Arctic Wolfの分析によると、攻撃者は検知を回避するために難読化されたJavaScriptコードを使用しました。実行されると、ペイロードはSocGholishのコマンド&コントロールインフラとのリバースシェル接続を確立し、攻撃者に偵察とさらなるエクスプロイトのための即時リモートアクセスを許可しました。
ロシア国家の関与
調査中に発見されたフォレンジック証拠に基づき、Arctic Wolf Labsは中程度の確信度で、ロシアのGRU Unit 29155がこれらの攻撃を組織していると評価しています。
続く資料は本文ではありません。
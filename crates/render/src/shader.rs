//! Light-budget derivation and WGSL shader-source generation.
//!
//! The fragment stage's light array is a compile-time bound: both the
//! array length and the loop limit are baked into the generated source
//! from the derived budget. Changing the hardware limit therefore means
//! compiling a new program.

use std::collections::HashMap;

/// Uniform vectors reserved for non-light state (matrices, light count).
pub const OTHER_UNIFORM_VECTORS: u32 = 5;
/// Uniform vectors consumed per light (color + intensity + direction).
pub const LIGHT_UNIFORM_VECTORS: u32 = 3;

/// Derive the light budget from the reported uniform-vector capacity.
/// Pure: `floor((capacity - OTHER_UNIFORM_VECTORS) / LIGHT_UNIFORM_VECTORS)`.
pub fn max_lights(max_uniform_vectors: u32) -> u32 {
    max_uniform_vectors.saturating_sub(OTHER_UNIFORM_VECTORS) / LIGHT_UNIFORM_VECTORS
}

/// Shared uniform-block declaration, identical in both stages so the
/// backend can bind one buffer for the whole program.
///
/// WGSL forbids zero-length arrays, so a zero budget still declares one
/// slot; the fragment loop bound stays at the true budget and never
/// reads it.
fn uniform_block(max_lights: u32) -> String {
    let max_lights = max_lights.max(1);
    format!(
        r#"struct Light {{
    color: vec3<f32>,
    intensity: f32,
    direction: vec3<f32>,
    _pad: f32,
}};

struct Globals {{
    u_model: mat4x4<f32>,
    u_view: mat4x4<f32>,
    u_projection: mat4x4<f32>,
    u_lightCount: u32,
    u_lights: array<Light, {max_lights}>,
}};

@group(0) @binding(0)
var<uniform> globals: Globals;
"#
    )
}

/// Default vertex stage: transforms positions into clip space and normals
/// into world space with the model matrix.
pub fn vertex_shader_source(max_lights: u32) -> String {
    format!(
        r#"{block}
struct VertexInput {{
    @location(0) a_position: vec3<f32>,
    @location(1) a_normal: vec3<f32>,
}};

struct VertexOutput {{
    @builtin(position) clip_position: vec4<f32>,
    @location(0) v_normal: vec3<f32>,
}};

@vertex
fn vs_main(in: VertexInput) -> VertexOutput {{
    var out: VertexOutput;
    out.clip_position = globals.u_projection * globals.u_view * globals.u_model
        * vec4<f32>(in.a_position, 1.0);
    out.v_normal = (globals.u_model * vec4<f32>(in.a_normal, 0.0)).xyz;
    return out;
}}
"#,
        block = uniform_block(max_lights)
    )
}

/// Default fragment stage: accumulates every registered light slot up to
/// `u_lightCount`, with the budget as the loop literal.
pub fn fragment_shader_source(max_lights: u32) -> String {
    format!(
        r#"{block}
struct VertexOutput {{
    @builtin(position) clip_position: vec4<f32>,
    @location(0) v_normal: vec3<f32>,
}};

@fragment
fn fs_main(in: VertexOutput) -> @location(0) vec4<f32> {{
    let normal = normalize(in.v_normal);
    let base_color = vec3<f32>(1.0, 0.0, 0.0);
    var final_color = vec3<f32>(0.0, 0.0, 0.0);

    for (var i = 0u; i < {max_lights}u; i = i + 1u) {{
        if (i >= globals.u_lightCount) {{
            break;
        }}
        let light = globals.u_lights[i];
        let light_intensity = max(dot(normal, light.direction), 0.2);
        final_color = final_color + light.color * light_intensity * light.intensity;
    }}

    return vec4<f32>(base_color * final_color, 1.0);
}}
"#,
        block = uniform_block(max_lights)
    )
}

/// Scan generated source for `@location(n) name:` vertex-attribute
/// declarations. Backends use this for name-to-location resolution.
pub fn attribute_locations(vertex_source: &str) -> HashMap<String, u32> {
    let mut locations = HashMap::new();
    let mut rest = vertex_source;
    while let Some(start) = rest.find("@location(") {
        rest = &rest[start + "@location(".len()..];
        let Some(close) = rest.find(')') else { break };
        let Ok(loc) = rest[..close].trim().parse::<u32>() else {
            continue;
        };
        let after = rest[close + 1..].trim_start();
        if let Some(colon) = after.find(':') {
            let name = after[..colon].trim();
            // Only attribute names from the wire contract; skip varyings.
            if name.starts_with("a_") {
                locations.insert(name.to_string(), loc);
            }
        }
    }
    locations
}

/// Recover the light-array bound from generated source. Backends size the
/// program's uniform block with it.
pub fn light_capacity(source: &str) -> Option<u32> {
    let start = source.find("array<Light,")?;
    let rest = &source[start + "array<Light,".len()..];
    let close = rest.find('>')?;
    rest[..close].trim().parse().ok()
}

#[cfg(test)]
mod tests {
    use super::*;

    #[test]
    fn budget_formula() {
        // floor((224 - 5) / 3)
        assert_eq!(max_lights(224), 73);
        assert_eq!(max_lights(16), 3);
        assert_eq!(max_lights(OTHER_UNIFORM_VECTORS), 0);
        assert_eq!(max_lights(0), 0);
    }

    #[test]
    fn budget_is_deterministic_in_capacity() {
        for u in 0..512 {
            assert_eq!(max_lights(u), max_lights(u));
            assert_eq!(max_lights(u), u.saturating_sub(5) / 3);
        }
    }

    #[test]
    fn fragment_source_bakes_budget_as_array_bound_and_loop_literal() {
        let src = fragment_shader_source(7);
        assert!(src.contains("array<Light, 7>"));
        assert!(src.contains("i < 7u"));
    }

    #[test]
    fn zero_budget_declares_one_unreachable_slot() {
        let src = fragment_shader_source(0);
        assert!(src.contains("array<Light, 1>"));
        assert!(src.contains("i < 0u"));
        assert_eq!(light_capacity(&vertex_shader_source(0)), Some(1));
    }

    #[test]
    fn stages_declare_identical_uniform_blocks() {
        let vs = vertex_shader_source(12);
        let fs = fragment_shader_source(12);
        assert_eq!(light_capacity(&vs), Some(12));
        assert_eq!(light_capacity(&fs), Some(12));
    }

    #[test]
    fn attribute_scan_finds_wire_contract_names() {
        let locations = attribute_locations(&vertex_shader_source(4));
        assert_eq!(locations.get("a_position"), Some(&0));
        assert_eq!(locations.get("a_normal"), Some(&1));
        assert_eq!(locations.get("a_color"), None);
        // Varyings are not attributes.
        assert_eq!(locations.get("v_normal"), None);
    }

    #[test]
    fn light_capacity_scan() {
        assert_eq!(light_capacity("u_lights: array<Light, 42>,"), Some(42));
        assert_eq!(light_capacity("no lights here"), None);
    }
}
SocGholishのオペレーターは、フィッシングキャンペーンに加えて、サードパーティのTraffic Direction Systems (TDS) を利用することで、2番目のより豊富なトラフィック源を獲得しています。
GRU Unit 29155は、ロシア最大の外国情報機関であり、世界のエンティティを標的とした攻撃的なネットワーク作戦を専門としています。2022年初頭以降、同部隊はウクライナへの国際援助を妨害する活動に注力しており、ウクライナ関連組織の標的化を戦略的優先事項としています。被害組織がウクライナと連携する都市のために歴史的に行ってきた活動は、RomComがウクライナとのごくわずかなつながりを持つエンティティであっても、その所在地に関係なく標的とする系統的なアプローチを浮き彫りにしています。
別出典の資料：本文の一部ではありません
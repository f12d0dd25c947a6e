use glam::{Vec2, Vec3};
use lantern_common::{LightId, Transform};

/// Light variants. Area lights carry an emitter size that the shading
/// model stores but never consumes: they contribute as dimensionless
/// omnidirectional sources, with no directional term.
#[derive(Debug, Clone, Copy, PartialEq)]
pub enum LightKind {
    Directional,
    Area { size: Vec2 },
}

/// A positioned light. Color channels are nominally 0..1 and intensity is
/// caller-controlled; neither is clamped.
#[derive(Debug, Clone, PartialEq)]
pub struct Light {
    pub id: LightId,
    pub transform: Transform,
    pub color: Vec3,
    pub intensity: f32,
    pub kind: LightKind,
}

impl Light {
    pub fn directional(color: Vec3, intensity: f32) -> Self {
        Self {
            id: LightId::new(),
            transform: Transform::default(),
            color,
            intensity,
            kind: LightKind::Directional,
        }
    }

    pub fn area(color: Vec3, intensity: f32, position: Vec3, size: Vec2) -> Self {
        Self {
            id: LightId::new(),
            transform: Transform::from_position(position),
            color,
            intensity,
            kind: LightKind::Area { size },
        }
    }

    /// Forward vector for directional lights: the canonical forward
    /// `(0, 0, -1)` rotated through the light's current orientation.
    /// Area lights have no direction.
    pub fn direction(&self) -> Option<Vec3> {
        match self.kind {
            LightKind::Directional => {
                Some(self.transform.rotation.normalize() * Vec3::new(0.0, 0.0, -1.0))
            }
            LightKind::Area { .. } => None,
        }
    }
}

#[cfg(test)]
mod tests {
    use super::*;
    use glam::Quat;

    #[test]
    fn directional_default_orientation_points_forward() {
        let light = Light::directional(Vec3::ONE, 1.0);
        let dir = light.direction().unwrap();
        assert!((dir - Vec3::new(0.0, 0.0, -1.0)).length() < 1e-6);
    }

    #[test]
    fn half_turn_about_y_flips_x_and_z() {
        let mut light = Light::directional(Vec3::ONE, 1.0);
        light.transform.rotation = Quat::from_rotation_y(std::f32::consts::PI);
        let dir = light.direction().unwrap();
        assert!((dir.x - 0.0).abs() < 1e-6);
        assert!((dir.y - 0.0).abs() < 1e-6);
        assert!((dir.z - 1.0).abs() < 1e-6);
    }

    #[test]
    fn direction_is_invariant_under_color_and_intensity_changes() {
        let mut light = Light::directional(Vec3::ONE, 1.0);
        light.transform.rotation = Quat::from_rotation_x(0.7);
        let before = light.direction().unwrap();
        light.color = Vec3::new(0.2, 0.9, 0.4);
        light.intensity = 42.0;
        assert_eq!(light.direction().unwrap(), before);
    }

    #[test]
    fn area_lights_have_no_direction() {
        let light = Light::area(Vec3::ONE, 1.0, Vec3::ZERO, Vec2::new(2.0, 1.0));
        assert_eq!(light.direction(), None);
    }

    #[test]
    fn color_and_intensity_are_not_clamped() {
        let light = Light::directional(Vec3::new(4.0, -1.0, 2.0), 1e6);
        assert_eq!(light.color.x, 4.0);
        assert_eq!(light.intensity, 1e6);
    }
}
攻撃はかなりの技術的洗練度を示しました。初期アクセスを獲得した後、オペレーターはVIPERTUNNELを含むセカンダリペイロード、つまりカスタムPythonバックドアを展開しました。偵察コマンドは、検知回避技術を組み込んだPowerShellを使用して実行されました。永続化確立から3分以内に、脅威アクターはMythic C2(コマンド&コントロール)フレームワーク(現在では犯罪目的に転用されているレッドチームツール)への接続をテストしました。msedge.dllとして配信されたRomComローダーには、正確なターゲティングを保証するためのドメイン検証ルーチンが含まれていました。シェルコードの実行にはAES暗号化とコールバック保護技術が利用されました。
マルウェア・アズ・ア・サービス(MaaS)モデル
TA569は、SocGholishをMalware-as-a-Service (MaaS) プラットフォームとして運営し、侵害されたシステムへのアクセスを最高額を提示した犯罪者に販売しています。ESETの報告書にもあるように、ローダーはmsedge.dllという名前です。このサンプルは、システムが存在するドメインをチェックし、ハードコードされた値と一致する場合、シェルコードを復号して実行します。
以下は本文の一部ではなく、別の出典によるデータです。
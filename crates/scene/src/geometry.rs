use lantern_assets::MeshSource;

/// Non-indexed unit-ish cube: 12 triangles, 36 vertices, spanning -1..1
/// on every axis, with flat per-face normals.
pub fn cube_source() -> MeshSource {
    #[rustfmt::skip]
    let vertices = vec![
        // Front face (Z+)
        -1.0, -1.0,  1.0,   1.0, -1.0,  1.0,   1.0,  1.0,  1.0,
         1.0,  1.0,  1.0,  -1.0,  1.0,  1.0,  -1.0, -1.0,  1.0,
        // Back face (Z-)
        -1.0, -1.0, -1.0,  -1.0,  1.0, -1.0,   1.0,  1.0, -1.0,
         1.0,  1.0, -1.0,   1.0, -1.0, -1.0,  -1.0, -1.0, -1.0,
        // Top face (Y+)
        -1.0,  1.0, -1.0,  -1.0,  1.0,  1.0,   1.0,  1.0,  1.0,
         1.0,  1.0,  1.0,   1.0,  1.0, -1.0,  -1.0,  1.0, -1.0,
        // Bottom face (Y-)
        -1.0, -1.0, -1.0,   1.0, -1.0, -1.0,   1.0, -1.0,  1.0,
         1.0, -1.0,  1.0,  -1.0, -1.0,  1.0,  -1.0, -1.0, -1.0,
        // Right face (X+)
         1.0, -1.0, -1.0,   1.0,  1.0, -1.0,   1.0,  1.0,  1.0,
         1.0,  1.0,  1.0,   1.0, -1.0,  1.0,   1.0, -1.0, -1.0,
        // Left face (X-)
        -1.0, -1.0, -1.0,  -1.0, -1.0,  1.0,  -1.0,  1.0,  1.0,
        -1.0,  1.0,  1.0,  -1.0,  1.0, -1.0,  -1.0, -1.0, -1.0,
    ];

    let mut normals = Vec::with_capacity(vertices.len());
    for face_normal in [
        [0.0, 0.0, 1.0],
        [0.0, 0.0, -1.0],
        [0.0, 1.0, 0.0],
        [0.0, -1.0, 0.0],
        [1.0, 0.0, 0.0],
        [-1.0, 0.0, 0.0],
    ] {
        for _ in 0..6 {
            normals.extend_from_slice(&face_normal);
        }
    }

    MeshSource::Vertex { vertices, normals }
}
過去の顧客には、Evil CorpやLockBitなどのランサムウェアグループが含まれています。SocGholish感染は、主要なランサムウェアイベントの先行指標となることが増えており、被害組織にとってのリスクを高めています。Arctic Wolf Labsは、RomComに関連する7つの悪意のあるMythic C2ドメインを特定しました。そのうち6つは2025年7月の同じ日に登録されたものです。サーバーヘッダーと登録データを使用した技術的な相関分析により、RomComの活動への強力な帰属が確立されました。
検出と対応の重要性
今回の攻撃では、Arctic WolfのAurora Endpoint DefenseプラットフォームがRomComローダーを即座に検出し隔離し、侵害されたシステムを分離して広範囲なネットワーク被害を防ぎました。SocGholishの初期アクセス操作とRomComの高度なローダー機能の収束は、脅威の状況における新たな局面を示しています。組織は、SocGholishの検出を高度な後続の侵害が起こる可能性のある高リスクインシデントとして扱い、堅牢な検出と迅速なインシデント対応の必要性を再認識する必要があります。